David W. Hult - President, CEO & Director
Really haven't looked at that yet, to be honest with you, David. So I couldn't comment on it.
David Whiston - Sector Strategist
Okay. And I guess just one more question on the domestic GPU over 4,000 unit. Obviously, it's probably inflated a bit due to the inventory situation. But was there just a total massive decline in discounting this quarter? Or is mix playing a role there, too?
Daniel Clara - SVP of Operations
It's -- the margins that we're seeing, it's all related to the -- well, a lot of it is related to the lack of inventory, when it's a supply and demand equation. And the level of discounting that you're seeing right now is very, very, very minor, if any at all, just because, again, just a simple supply and demand equation.

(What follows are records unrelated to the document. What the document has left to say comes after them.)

// Copyright (c) 2025 Geoffrey Huntley <ghuntley@ghuntley.com>. All rights reserved.
// SPDX-License-Identifier: Proprietary

//! Matches a verified managed identity against an Azure role.

use keyward_server_auth::{AuthError, AuthResult, PrincipalClaim};

use crate::arm::VirtualMachine;
use crate::role::AzureBindings;

fn contains(bound: &[String], value: &str) -> bool {
	bound.iter().any(|b| b.eq_ignore_ascii_case(value))
}

fn check(bound: &[String], value: Option<&str>, attribute: &'static str) -> AuthResult<()> {
	if bound.is_empty() {
		return Ok(());
	}
	match value {
		Some(value) if contains(bound, value) => Ok(()),
		_ => Err(AuthError::binding(attribute)),
	}
}

/// Checks that need only the token: principal and group membership.
pub fn enforce_identity(claim: &PrincipalClaim, bindings: &AzureBindings) -> AuthResult<()> {
	check(
		&bindings.bound_service_principal_ids,
		Some(claim.subject.as_str()),
		"bound_service_principal_ids",
	)?;
	if !bindings.bound_group_ids.is_empty()
		&& !claim
			.list("groups")
			.iter()
			.any(|g| contains(&bindings.bound_group_ids, g))
	{
		return Err(AuthError::binding("bound_group_ids"));
	}
	Ok(())
}

/// Full login-time enforcement. `vm` is the ARM record of the named VM,
/// when one was named. Subscription, resource group and location bindings
/// are checked against that record, never against request fields.
pub fn enforce_login(
	claim: &PrincipalClaim,
	bindings: &AzureBindings,
	vm: Option<&VirtualMachine>,
) -> AuthResult<()> {
	enforce_identity(claim, bindings)?;
	let vm = match vm {
		Some(vm) => vm,
		None if bindings.needs_vm() => {
			return Err(AuthError::bad_request(
				"vm_name is required for roles bound to subscriptions, resource groups or locations",
			));
		}
		None => return Ok(()),
	};

	if !vm.has_principal(&claim.subject) {
		return Err(AuthError::verification(
			"token object id does not match virtual machine identity",
		));
	}
	check(
		&bindings.bound_subscription_ids,
		vm.subscription_id(),
		"bound_subscription_ids",
	)?;
	check(
		&bindings.bound_resource_groups,
		vm.resource_group(),
		"bound_resource_groups",
	)?;
	check(
		&bindings.bound_locations,
		Some(vm.location.as_str()),
		"bound_locations",
	)
}
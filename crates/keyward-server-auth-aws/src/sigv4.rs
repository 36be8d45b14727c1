// Copyright (c) 2025 Geoffrey Huntley <ghuntley@ghuntley.com>. All rights reserved.
// SPDX-License-Identifier: Proprietary

//! AWS Signature Version 4 request signing.

use chrono::{DateTime, Utc};
use hmac::{Hmac, Mac};
use keyward_server_auth::{AuthError, AuthResult};
use sha2::{Digest, Sha256};
use url::Url;

use crate::credentials::Credentials;

type HmacSha256 = Hmac<Sha256>;

const ALGORITHM: &str = "AWS4-HMAC-SHA256";

/// A request to be signed. `headers` must not include `host` or `x-amz-date`.
pub struct SignableRequest<'a> {
	pub method: &'a str,
	pub url: &'a Url,
	pub headers: &'a [(&'a str, &'a str)],
	pub body: &'a [u8],
}

/// Headers to add to the request: `x-amz-date`, the session token if any, and `authorization`.
pub fn sign(
	request: &SignableRequest<'_>,
	credentials: &Credentials,
	region: &str,
	service: &str,
	now: DateTime<Utc>,
) -> AuthResult<Vec<(String, String)>> {
	let amz_date = now.format("%Y%m%dT%H%M%SZ").to_string();
	let date = now.format("%Y%m%d").to_string();

	let host = host_header(request.url)?;
	let mut headers: Vec<(String, String)> = request
		.headers
		.iter()
		.map(|(k, v)| (k.to_ascii_lowercase(), v.trim().to_string()))
		.collect();
	headers.push(("host".to_string(), host));
	headers.push(("x-amz-date".to_string(), amz_date.clone()));
	if let Some(token) = &credentials.session_token {
		headers.push(("x-amz-security-token".to_string(), token.clone()));
	}
	headers.sort();

	let canonical_headers: String = headers
		.iter()
		.map(|(k, v)| format!("{k}:{v}\n"))
		.collect();
	let signed_headers = headers
		.iter()
		.map(|(k, _)| k.as_str())
		.collect::<Vec<_>>()
		.join(";");

	let path = if request.url.path().is_empty() {
		"/"
	} else {
		request.url.path()
	};
	let canonical_request = format!(
		"{}\n{}\n{}\n{}\n{}\n{}",
		request.method,
		path,
		canonical_query(request.url),
		canonical_headers,
		signed_headers,
		hex::encode(Sha256::digest(request.body)),
	);

	let scope = format!("{date}/{region}/{service}/aws4_request");
	let string_to_sign = format!(
		"{ALGORITHM}\n{amz_date}\n{scope}\n{}",
		hex::encode(Sha256::digest(canonical_request.as_bytes()))
	);

	let secret = format!("AWS4{}", credentials.secret_access_key.expose());
	let k_date = hmac(secret.as_bytes(), date.as_bytes())?;
	let k_region = hmac(&k_date, region.as_bytes())?;
	let k_service = hmac(&k_region, service.as_bytes())?;
	let k_signing = hmac(&k_service, b"aws4_request")?;
	let signature = hex::encode(hmac(&k_signing, string_to_sign.as_bytes())?);

	let mut out = vec![("x-amz-date".to_string(), amz_date)];
	if let Some(token) = &credentials.session_token {
		out.push(("x-amz-security-token".to_string(), token.clone()));
	}
	out.push((
		"authorization".to_string(),
		format!(
			"{ALGORITHM} Credential={}/{scope}, SignedHeaders={signed_headers}, Signature={signature}",
			credentials.access_key_id
		),
	));
	Ok(out)
}

/// Region named in the credential scope of a SigV4 `Authorization` header.
pub fn region_from_authorization(authorization: &str) -> Option<&str> {
	let credential = authorization
		.split([' ', ','])
		.find_map(|part| part.strip_prefix("Credential="))?;
	let mut scope = credential.split('/');
	scope.nth(2).filter(|r| !r.is_empty())
}

fn host_header(url: &Url) -> AuthResult<String> {
	let host = url
		.host_str()
		.ok_or_else(|| AuthError::internal(format!("url {url} has no host")))?;
	Ok(match url.port() {
		Some(port) => format!("{host}:{port}"),
		None => host.to_string(),
	})
}

fn canonical_query(url: &Url) -> String {
	let mut pairs: Vec<(String, String)> = url
		.query_pairs()
		.map(|(k, v)| (uri_encode(&k), uri_encode(&v)))
		.collect();
	pairs.sort();
	pairs
		.iter()
		.map(|(k, v)| format!("{k}={v}"))
		.collect::<Vec<_>>()
		.join("&")
}

fn uri_encode(value: &str) -> String {
	let mut out = String::with_capacity(value.len());
	for byte in value.bytes() {
		match byte {
			b'A'..=b'Z' | b'a'..=b'z' | b'0'..=b'9' | b'-' | b'_' | b'.' | b'~' => {
				out.push(byte as char)
			}
			other => out.push_str(&format!("%{other:02X}")),
		}
	}
	out
}

fn hmac(key: &[u8], data: &[u8]) -> AuthResult<Vec<u8>> {
	let mut mac = HmacSha256::new_from_slice(key)
		.map_err(|e| AuthError::internal(format!("invalid signing key: {e}")))?;
	mac.update(data);
	Ok(mac.finalize().into_bytes().to_vec())
}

David W. Hult - President, CEO & Director
But I'd also tell you, it's a little deceiving because those numbers could actually be higher. Our lack of truck inventory on the domestic side is significant. And that's really harboring or governing our sales, if you will, on that side. But if you go post -- pre COVID, excuse me, we've always had a healthy -- a generally healthy PVRs on our domestic vehicles.
David Whiston - Sector Strategist
And speaking of trucks, do you hang any feedback from customers on early interest in the F-150 Lightning?
Daniel Clara - SVP of Operations
Yes. I mean there's been a lot of positive reaction, as you would imagine. There's also not only excitement from the consumers, but also within the stores that represent that truck.
David W. Hult - President, CEO & Director
We're excited about the EVs that are coming. We've had the opportunity to drive and see a lot of them and some really impressive vehicles coming down the road. So exciting times.
Thank you very much. This concludes today's discussion. We appreciate your participation, and we look forward to speaking with you in October. Have a great day.